▶ **WORK REQUEST**
Transcribe the data below in full, exactly.

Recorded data
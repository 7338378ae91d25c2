//! App bundler: wraps a backend with everything a Derby app adds.
//!
//! Before the backend runs, the app contributes one configuration step that
//! exposes the framework package under its bare name, replaces the views
//! placeholder module with the generated views source and records every file
//! the bundler touches. Afterwards the output is hashed and the build
//! placeholders baked into the framework's client code are filled in.

use std::path::{Path, PathBuf};
use std::sync::{Arc, LazyLock};
use std::time::{SystemTime, UNIX_EPOCH};

use parking_lot::{Mutex, RwLock};
use regex::Regex;

use crate::backend::BundleBackend;
use crate::setup::{BundleSetup, SharedBundleStep};
use crate::views::{ViewOptions, ViewRegistry};
use crate::watch::{RefreshEvent, RefreshHub, WatchState};
use crate::writer::ScriptArtifact;
use crate::{AppConfig, BundleOptions, Error, Result};

/// Replaced with the bundle's content hash.
pub const SCRIPT_HASH_TOKEN: &str = "{{DERBY_SCRIPT_HASH}}";

/// Replaced, together with its surrounding quotes, by the build time in
/// epoch milliseconds.
pub const BUNDLED_AT_TOKEN: &str = "{{DERBY_BUNDLED_AT}}";

static BUNDLED_AT: LazyLock<Option<Regex>> =
    LazyLock::new(|| Regex::new(r#"['"]\{\{DERBY_BUNDLED_AT\}\}['"]"#).ok());

/// Output of [`App::bundle`].
#[derive(Debug, Clone, PartialEq, Eq)]
pub struct AppBundle {
    /// Bundle source with placeholders filled in.
    pub source: String,
    pub source_map: String,
    /// Hex MD5 of the backend's output.
    pub script_hash: String,
    /// Every file id the bundler touched, in the order reported.
    pub files: Vec<String>,
}

/// A Derby app as seen by the bundler.
pub struct App {
    config: AppConfig,
    views: RwLock<ViewRegistry>,
    steps: RwLock<Vec<SharedBundleStep>>,
    artifact: RwLock<Option<Arc<ScriptArtifact>>>,
    pub(crate) refresh: RefreshHub,
    pub(crate) watch_state: WatchState,
}

impl App {
    pub fn new(config: AppConfig) -> Self {
        Self {
            config,
            views: RwLock::new(ViewRegistry::new()),
            steps: RwLock::new(Vec::new()),
            artifact: RwLock::new(None),
            refresh: RefreshHub::new(),
            watch_state: WatchState::new(),
        }
    }

    pub fn config(&self) -> &AppConfig {
        &self.config
    }

    pub fn name(&self) -> &str {
        &self.config.name
    }

    pub fn register_view(&self, name: impl Into<String>, source: impl Into<String>) {
        self.views
            .write()
            .register(name, source, ViewOptions::default());
    }

    pub fn register_view_with(
        &self,
        name: impl Into<String>,
        source: impl Into<String>,
        options: ViewOptions,
    ) {
        self.views.write().register(name, source, options);
    }

    /// Client views module for the currently registered views.
    pub fn views_source(&self, minify: bool) -> String {
        self.views.read().views_source(minify)
    }

    /// Add a step applied to every bundle of this app, after the app's own.
    pub fn on_bundle<F>(&self, step: F)
    where
        F: Fn(&mut BundleSetup) -> Result<()> + Send + Sync + 'static,
    {
        self.steps.write().push(Arc::new(step));
    }

    /// Latest written scripts, if any.
    pub fn artifact(&self) -> Option<Arc<ScriptArtifact>> {
        self.artifact.read().clone()
    }

    pub(crate) fn set_artifact(&self, artifact: Arc<ScriptArtifact>) {
        *self.artifact.write() = Some(artifact);
    }

    /// Receive an event after every successful rebuild in watch mode.
    pub fn subscribe_refresh(&self) -> tokio::sync::broadcast::Receiver<RefreshEvent> {
        self.refresh.subscribe()
    }

    /// Locate the framework package the way Node's `require.resolve` would
    /// from the entry file's directory.
    pub fn resolve_framework(&self) -> Result<Option<PathBuf>> {
        self.resolve_from_entry(&self.config.framework)
    }

    /// Locate the real views placeholder file, if one is installed. The
    /// generated views replace it under whatever path reaches it.
    pub fn resolve_views_module(&self) -> Option<PathBuf> {
        match self.resolve_from_entry(&self.config.views_module) {
            Ok(path) => path,
            Err(err) => {
                tracing::debug!(%err, "views placeholder not found on disk");
                None
            }
        }
    }

    fn resolve_from_entry(&self, specifier: &str) -> Result<Option<PathBuf>> {
        if specifier.is_empty() {
            return Ok(None);
        }

        let entry = std::path::absolute(&self.config.filename)
            .map_err(Error::io(&self.config.filename))?;
        let from = entry.parent().unwrap_or(Path::new("/")).to_path_buf();

        let resolver = oxc_resolver::Resolver::new(oxc_resolver::ResolveOptions::default());
        resolver
            .resolve(&from, specifier)
            .map(|res| Some(res.path().to_path_buf()))
            .map_err(|e| Error::Resolution {
                specifier: specifier.to_string(),
                from,
                reason: e.to_string(),
            })
    }

    /// Bundle the app's entry file through `backend`.
    pub async fn bundle(
        &self,
        backend: &dyn BundleBackend,
        options: &BundleOptions,
    ) -> Result<AppBundle> {
        let mut options = options.clone();
        let minify = options.resolve_minify(backend.is_production());
        options.minify = Some(minify);

        let views_source = self.views_source(minify);
        let framework = self.resolve_framework()?;
        let views_file = self.resolve_views_module();
        let files = Arc::new(Mutex::new(Vec::new()));

        let mut steps: Vec<SharedBundleStep> = vec![self.app_step(
            framework,
            views_file,
            views_source,
            Arc::clone(&files),
        )];
        let extra = self.steps.read().clone();
        steps.extend(extra);

        let result = backend
            .bundle(&self.config.filename, &options, &steps)
            .await?;

        let script_hash = content_hash(&result.source);
        let source = substitute_placeholders(&result.source, &script_hash, now_millis());
        let files = std::mem::take(&mut *files.lock());

        tracing::info!(
            app = %self.config.name,
            hash = %script_hash,
            files = files.len(),
            "bundled"
        );

        if self.config.watch_files {
            self.refresh.enable();
            self.watch_bundle(&files)?;
        }

        Ok(AppBundle {
            source,
            source_map: result.source_map,
            script_hash,
            files,
        })
    }

    fn app_step(
        &self,
        framework: Option<PathBuf>,
        views_file: Option<PathBuf>,
        views_source: String,
        files: Arc<Mutex<Vec<String>>>,
    ) -> SharedBundleStep {
        let framework_name = self.config.framework.clone();
        let views_module = self.config.views_module.clone();

        Arc::new(move |setup: &mut BundleSetup| -> Result<()> {
            if let Some(path) = &framework {
                setup.expose(framework_name.clone(), path.clone());
            }
            setup.virtual_module(views_module.clone(), views_source.clone());
            if let Some(path) = &views_file {
                setup.virtual_module(path.to_string_lossy(), views_source.clone());
            }
            let files = Arc::clone(&files);
            setup.on_file(move |id| files.lock().push(id.to_string()));
            Ok(())
        })
    }
}

impl std::fmt::Debug for App {
    fn fmt(&self, f: &mut std::fmt::Formatter<'_>) -> std::fmt::Result {
        f.debug_struct("App")
            .field("config", &self.config)
            .field("views", &self.views.read().len())
            .field("steps", &self.steps.read().len())
            .field("artifact", &self.artifact.read())
            .finish()
    }
}

/// Lowercase hex MD5 of `source`.
pub fn content_hash(source: &str) -> String {
    format!("{:x}", md5::compute(source.as_bytes()))
}

/// Fill the first hash token and the first quoted build-time token.
pub(crate) fn substitute_placeholders(source: &str, hash: &str, bundled_at: u128) -> String {
    let source = source.replacen(SCRIPT_HASH_TOKEN, hash, 1);
    match BUNDLED_AT.as_ref() {
        Some(re) => re
            .replacen(&source, 1, bundled_at.to_string().as_str())
            .into_owned(),
        None => source,
    }
}

fn now_millis() -> u128 {
    SystemTime::now()
        .duration_since(UNIX_EPOCH)
        .map(|d| d.as_millis())
        .unwrap_or_default()
}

▶ **WRITTEN SOLUTION**
repository 7338378ae91d25c2
//! App bundler: wraps a backend with everything a Derby app adds.
//!
//! Before the backend runs, the app contributes one configuration step that
//! exposes the framework package under its bare name, replaces the views
//! placeholder module with the generated views source and records every file
//! the bundler touches. Afterwards the output is hashed and the build
//! placeholders baked into the framework's client code are filled in.

use std::path::{Path, PathBuf};
use std::sync::{Arc, LazyLock};
use std::time::{SystemTime, UNIX_EPOCH};

use parking_lot::{Mutex, RwLock};
use regex::Regex;

use crate::backend::BundleBackend;
use crate::setup::{BundleSetup, SharedBundleStep};
use crate::views::{ViewOptions, ViewRegistry};
use crate::watch::{RefreshEvent, RefreshHub, WatchState};
use crate::writer::ScriptArtifact;
use crate::{AppConfig, BundleOptions, Error, Result};

/// Replaced with the bundle's content hash.
pub const SCRIPT_HASH_TOKEN: &str = "{{DERBY_SCRIPT_HASH}}";

/// Replaced, together with its surrounding quotes, by the build time in
/// epoch milliseconds.
pub const BUNDLED_AT_TOKEN: &str = "{{DERBY_BUNDLED_AT}}";

static BUNDLED_AT: LazyLock<Option<Regex>> =
    LazyLock::new(|| Regex::new(r#"['"]\{\{DERBY_BUNDLED_AT\}\}['"]"#).ok());

/// Output of [`App::bundle`].
#[derive(Debug, Clone, PartialEq, Eq)]
pub struct AppBundle {
    /// Bundle source with placeholders filled in.
    pub source: String,
    pub source_map: String,
    /// Hex MD5 of the backend's output.
    pub script_hash: String,
    /// Every file id the bundler touched, in the order reported.
    pub files: Vec<String>,
}

/// A Derby app as seen by the bundler.
pub struct App {
    config: AppConfig,
    views: RwLock<ViewRegistry>,
    steps: RwLock<Vec<SharedBundleStep>>,
    artifact: RwLock<Option<Arc<ScriptArtifact>>>,
    pub(crate) refresh: RefreshHub,
    pub(crate) watch_state: WatchState,
}

impl App {
    pub fn new(config: AppConfig) -> Self {
        Self {
            config,
            views: RwLock::new(ViewRegistry::new()),
            steps: RwLock::new(Vec::new()),
            artifact: RwLock::new(None),
            refresh: RefreshHub::new(),
            watch_state: WatchState::new(),
        }
    }

    pub fn config(&self) -> &AppConfig {
        &self.config
    }

    pub fn name(&self) -> &str {
        &self.config.name
    }

    pub fn register_view(&self, name: impl Into<String>, source: impl Into<String>) {
        self.views
            .write()
            .register(name, source, ViewOptions::default());
    }

    pub fn register_view_with(
        &self,
        name: impl Into<String>,
        source: impl Into<String>,
        options: ViewOptions,
    ) {
        self.views.write().register(name, source, options);
    }

    /// Client views module for the currently registered views.
    pub fn views_source(&self, minify: bool) -> String {
        self.views.read().views_source(minify)
    }

    /// Add a step applied to every bundle of this app, after the app's own.
    pub fn on_bundle<F>(&self, step: F)
    where
        F: Fn(&mut BundleSetup) -> Result<()> + Send + Sync + 'static,
    {
        self.steps.write().push(Arc::new(step));
    }

    /// Latest written scripts, if any.
    pub fn artifact(&self) -> Option<Arc<ScriptArtifact>> {
        self.artifact.read().clone()
    }

    pub(crate) fn set_artifact(&self, artifact: Arc<ScriptArtifact>) {
        *self.artifact.write() = Some(artifact);
    }

    /// Receive an event after every successful rebuild in watch mode.
    pub fn subscribe_refresh(&self) -> tokio::sync::broadcast::Receiver<RefreshEvent> {
        self.refresh.subscribe()
    }

    /// Locate the framework package the way Node's `require.resolve` would
    /// from the entry file's directory.
    pub fn resolve_framework(&self) -> Result<Option<PathBuf>> {
        self.resolve_from_entry(&self.config.framework)
    }

    /// Locate the real views placeholder file, if one is installed. The
    /// generated views replace it under whatever path reaches it.
    pub fn resolve_views_module(&self) -> Option<PathBuf> {
        match self.resolve_from_entry(&self.config.views_module) {
            Ok(path) => path,
            Err(err) => {
                tracing::debug!(%err, "views placeholder not found on disk");
                None
            }
        }
    }

    fn resolve_from_entry(&self, specifier: &str) -> Result<Option<PathBuf>> {
        if specifier.is_empty() {
            return Ok(None);
        }

        let entry = std::path::absolute(&self.config.filename)
            .map_err(Error::io(&self.config.filename))?;
        let from = entry.parent().unwrap_or(Path::new("/")).to_path_buf();

        let resolver = oxc_resolver::Resolver::new(oxc_resolver::ResolveOptions::default());
        resolver
            .resolve(&from, specifier)
            .map(|res| Some(res.path().to_path_buf()))
            .map_err(|e| Error::Resolution {
                specifier: specifier.to_string(),
                from,
                reason: e.to_string(),
            })
    }

    /// Bundle the app's entry file through `backend`.
    pub async fn bundle(
        &self,
        backend: &dyn BundleBackend,
        options: &BundleOptions,
    ) -> Result<AppBundle> {
        let mut options = options.clone();
        let minify = options.resolve_minify(backend.is_production());
        options.minify = Some(minify);

        let views_source = self.views_source(minify);
        let framework = self.resolve_framework()?;
        let views_file = self.resolve_views_module();
        let files = Arc::new(Mutex::new(Vec::new()));

        let mut steps: Vec<SharedBundleStep> = vec![self.app_step(
            framework,
            views_file,
            views_source,
            Arc::clone(&files),
        )];
        let extra = self.steps.read().clone();
        steps.extend(extra);

        let result = backend
            .bundle(&self.config.filename, &options, &steps)
            .await?;

        let script_hash = content_hash(&result.source);
        let source = substitute_placeholders(&result.source, &script_hash, now_millis());
        let files = std::mem::take(&mut *files.lock());

        tracing::info!(
            app = %self.config.name,
            hash = %script_hash,
            files = files.len(),
            "bundled"
        );

        if self.config.watch_files {
            self.refresh.enable();
            self.watch_bundle(&files)?;
        }

        Ok(AppBundle {
            source,
            source_map: result.source_map,
            script_hash,
            files,
        })
    }

    fn app_step(
        &self,
        framework: Option<PathBuf>,
        views_file: Option<PathBuf>,
        views_source: String,
        files: Arc<Mutex<Vec<String>>>,
    ) -> SharedBundleStep {
        let framework_name = self.config.framework.clone();
        let views_module = self.config.views_module.clone();

        Arc::new(move |setup: &mut BundleSetup| -> Result<()> {
            if let Some(path) = &framework {
                setup.expose(framework_name.clone(), path.clone());
            }
            setup.virtual_module(views_module.clone(), views_source.clone());
            if let Some(path) = &views_file {
                setup.virtual_module(path.to_string_lossy(), views_source.clone());
            }
            let files = Arc::clone(&files);
            setup.on_file(move |id| files.lock().push(id.to_string()));
            Ok(())
        })
    }
}

impl std::fmt::Debug for App {
    fn fmt(&self, f: &mut std::fmt::Formatter<'_>) -> std::fmt::Result {
        f.debug_struct("App")
            .field("config", &self.config)
            .field("views", &self.views.read().len())
            .field("steps", &self.steps.read().len())
            .field("artifact", &self.artifact.read())
            .finish()
    }
}

/// Lowercase hex MD5 of `source`.
pub fn content_hash(source: &str) -> String {
    format!("{:x}", md5::compute(source.as_bytes()))
}

/// Fill the first hash token and the first quoted build-time token.
pub(crate) fn substitute_placeholders(source: &str, hash: &str, bundled_at: u128) -> String {
    let source = source.replacen(SCRIPT_HASH_TOKEN, hash, 1);
    match BUNDLED_AT.as_ref() {
        Some(re) => re
            .replacen(&source, 1, bundled_at.to_string().as_str())
            .into_owned(),
        None => source,
    }
}

fn now_millis() -> u128 {
    SystemTime::now()
        .duration_since(UNIX_EPOCH)
        .map(|d| d.as_millis())
        .unwrap_or_default()
}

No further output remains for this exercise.